Two year olds love their routines, but he wasn't gaining more perspective with time / experience. He saw routines as the essence of his world. For example, I needed to park my car outside the garage. For one week, I dealt with a solid thirty minutes of ballistic crying every time I came home because the car belonged in the garage. It was in the nature of his universe. It was as frightening and upsetting to him as it would be for us to wake up to a purple and green polka-dot sky. Cars in the garage were part of the metaphysically given and that's one example of hundreds.
His language was a grab bag of scripts that meant a concrete whole to him. He would say, "You want to give me the milk" in the same way another kid would say "milk". He didn't understand the pieces of language and took several years beyond his peers to get pronouns right (another big social issue if you approach peers and start telling them "You want water, toys, etc."). He maintained a concrete understanding of the world. He would spend hours watching how the wheels of a toy car rolled, but did not pretend until, again, several years beyond typical peers. The idea of imagining that the car was on a road when it was on a table made no sense at all to him. If you made vroom vroom sounds and rolled it around, he'd look at you like you were crazy.
Finally, there were huge sensory seeking issues. He would fling his body into people, need brushing therapy to get enough skin stimulation, have loud, shrieking verbalizations (auditory self stimulating), all sorts of behaviors that made people wary of getting close. This situation was heartbreaking. So, what changed?
Readers of my blog know this is not the child I deal with now. There are plenty of six year old, autistic children with the exact same issues that my son was showing at age three. Special needs preschool, speech therapy, and occupational therapy all helped, but there was a fundamental change that significantly altered his course. He developed hyperlexia. Part of his scripted language had been the ability to memorize forty page books which he would recite to himself in bed each evening. He showed an early affinity for letters and reading. He was reading basic books before age three and is currently reading chapter books at third grade level (he's in kindergarden). This was the key for turning his world around.
He took the experiences from the books, the hundreds of books, and made them his own. He learned about people, feelings, imagination, language. He filled in the huge gap in language that was below his extensively scripted communications and learned how to use pronouns correctly (after all, that was the way it was done in the books). He learned how people can feel different things when interacting and how he could observe expressions, body language, and tone of voice to understand. He gradually incorporated pretend play. First, it was just repeating a book. Then, he would put together two scenes from different books. Slowly, he started adding his own ideas to the pretend. Now, he has thousands of pretend, invisible students in his room that he teaches each evening. Now, I can write a social story that goes through what will happen in a new routine and he can read it, over and over. Now, we can read books about personal space and he reads them on his own too. I brought home one for 12 year olds that was done in comic book format and he sat down and read the 40 page book to himself, commenting to me on each page.
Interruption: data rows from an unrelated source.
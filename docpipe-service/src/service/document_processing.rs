//! Document lifecycle: upload, processing state machine, extraction workflow.
//!
//! - `upload`: store an uploaded file and start processing it
//! - `lifecycle`: the `pending -> processing -> processed | failed` guard
//! - `workers`: detached task boundary that settles the final status
//! - `processing`: the extraction workflow (image and PDF paths)
//! - `crud`: read and delete operations

mod crud;
mod lifecycle;
mod processing;
mod upload;
mod workers;

pub use upload::UploadRequest;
My son is still an incredibly sensory seeking kid. We find lots of outlets for that exuberant energy. He still has greater difficulty than typical with emotional storms, but it's been awhile since I dealt with a full melt down tantrum. (The How to Talk book helped the most with me facilitating his growth there.) He learns from the books and he practices. He can use words, and the right words too, to express his feelings in a controlled, non-attacking manner. He is highly cognitive and wants to discuss every idea, situation extensively. We read and read and read some more. He now spends at least an hour reading to himself in bed each night and comes down with more to discuss each day. So, he doesn't usually say "hi" to people or understand perspective and he often gets too loud/close, but he is intelligent, affectionate, energetic, and, most dear to my heart, passionate about learning! I have no doubt that, if he still wants it, he'll become the airplane engineer that he desires.
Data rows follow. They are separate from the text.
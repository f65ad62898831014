//! Detached extraction tasks.

use std::panic::AssertUnwindSafe;
use std::sync::Arc;

use futures::FutureExt;
use metrics::{counter, gauge};
use tracing::{error, info};

use crate::db::{Document, DocumentStatus};
use crate::error::format_error_chain_ref;
use crate::service::DocumentService;

impl DocumentService {
    /// Run the extraction workflow on the task tracker.
    ///
    /// Every exit path of the task, including a panic, settles the record
    /// in `processed` or `failed`. Nobody awaits the task.
    pub(crate) fn spawn_extraction(self: &Arc<Self>, document: Document) {
        let service = Arc::clone(self);

        self.tasks.spawn(async move {
            gauge!("docpipe_workflows_in_flight").increment(1.0);
            let doc_id = document.id.clone();

            let outcome = AssertUnwindSafe(service.run_extraction(&document))
                .catch_unwind()
                .await;

            let status = match outcome {
                Ok(Ok(extracted)) => {
                    info!(
                        doc_id = %doc_id,
                        content_len = extracted.content.len(),
                        "Document processed"
                    );
                    DocumentStatus::Processed
                }
                Ok(Err(e)) => {
                    error!(doc_id = %doc_id, error = %format_error_chain_ref(&e), "Document processing failed");
                    DocumentStatus::Failed
                }
                Err(_) => {
                    error!(doc_id = %doc_id, "Document processing panicked");
                    DocumentStatus::Failed
                }
            };

            let settled = service.settle_status(&doc_id, status);
            counter!("docpipe_documents_finished_total", "status" => settled.as_str())
                .increment(1);
            gauge!("docpipe_workflows_in_flight").decrement(1.0);
        });
    }

    /// Write the final status, falling back to `failed` if `processed` could
    /// not be stored
    fn settle_status(&self, doc_id: &str, status: DocumentStatus) -> DocumentStatus {
        match self.db.update_document_status(doc_id, status) {
            Ok(true) => status,
            Ok(false) => {
                info!(doc_id = %doc_id, "Document deleted while processing");
                status
            }
            Err(e) => {
                error!(
                    doc_id = %doc_id,
                    status = status.as_str(),
                    error = %format_error_chain_ref(&e),
                    "Failed to store final document status"
                );
                if status != DocumentStatus::Failed {
                    if let Err(e) = self.db.update_document_status(doc_id, DocumentStatus::Failed) {
                        error!(doc_id = %doc_id, error = %e, "Failed to mark document as failed");
                    }
                }
                DocumentStatus::Failed
            }
        }
    }
}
Reading to me when he was about three and half. (He's always been a big kid.)
* Fascinating research on mirror neurons indicates autistic children don't experience what another person is experiencing the same way that a typical person does. This is one of the key ways that people learn in childhood and interact with others as they mature. (I read the book of one of the key researchers, but here are some quick articles:
and a basic review of Autism Spectrum,
the key is really that the diagnosis is so broad, it doesn't tell you much except that there are some social difficulties. When I first heard the word applied to my son, I thought the doctors were crazy because, in my mind, autistic kids sat in the corner, rocking back and forth, not talking to you, completely secluded in their own world.
This is one of the best overviews I've seen in a quick video.
Temple Grandin is famous for her work in sharing the unique experiences and the difficult process of learning to interact socially which is characteristic of autism.
Thank you for this. I enjoyed learning more about autism from you. I would love to read more from you on this topic. I have taught gymnastics to a few autistic kids, but I don't know much about how it works. Keep it coming!
ReplyDeleteRachel, thank you. Much of what you have said about your son applied, in lesser degree, to my grandson. Your account makes some aspects of his situation clearer.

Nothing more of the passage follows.